→ Work item
This exercise needs the listing below duplicated exactly.
--- Input data Enclosed Below ---
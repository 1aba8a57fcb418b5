//! TUI debugger.
//!
//! Provides an interactive terminal-based debugger with:
//! - Source listing with the current instruction and breakpoints
//! - Register, comparator and call stack views
//! - Step/run/breakpoint controls
//! - Output panel

mod app;
mod ui;

pub use app::{DebuggerApp, run_debugger};
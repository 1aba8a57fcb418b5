//! Source handling: tokenizing lines and loading programs.
//!
//! This module provides:
//! - A line tokenizer (mnemonic plus up to two operands, or a label)
//! - A single-pass loader that builds the label table and instruction list

pub mod tokenizer;
pub mod labels;
pub mod loader;

pub use labels::{Label, LabelTable};
pub use loader::{load, load_with, LoadError, LoadOptions, Program, Statement, MAX_INSTRUCTIONS};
--- End of Enclosed Input data ---
→ Reply to the task
repository 1aba8a57fcb418b5
//! TUI debugger.
//!
//! Provides an interactive terminal-based debugger with:
//! - Source listing with the current instruction and breakpoints
//! - Register, comparator and call stack views
//! - Step/run/breakpoint controls
//! - Output panel

mod app;
mod ui;

pub use app::{DebuggerApp, run_debugger};
repository 1aba8a57fcb418b5
//! Source handling: tokenizing lines and loading programs.
//!
//! This module provides:
//! - A line tokenizer (mnemonic plus up to two operands, or a label)
//! - A single-pass loader that builds the label table and instruction list

pub mod tokenizer;
pub mod labels;
pub mod loader;

pub use labels::{Label, LabelTable};
pub use loader::{load, load_with, LoadError, LoadOptions, Program, Statement, MAX_INSTRUCTIONS};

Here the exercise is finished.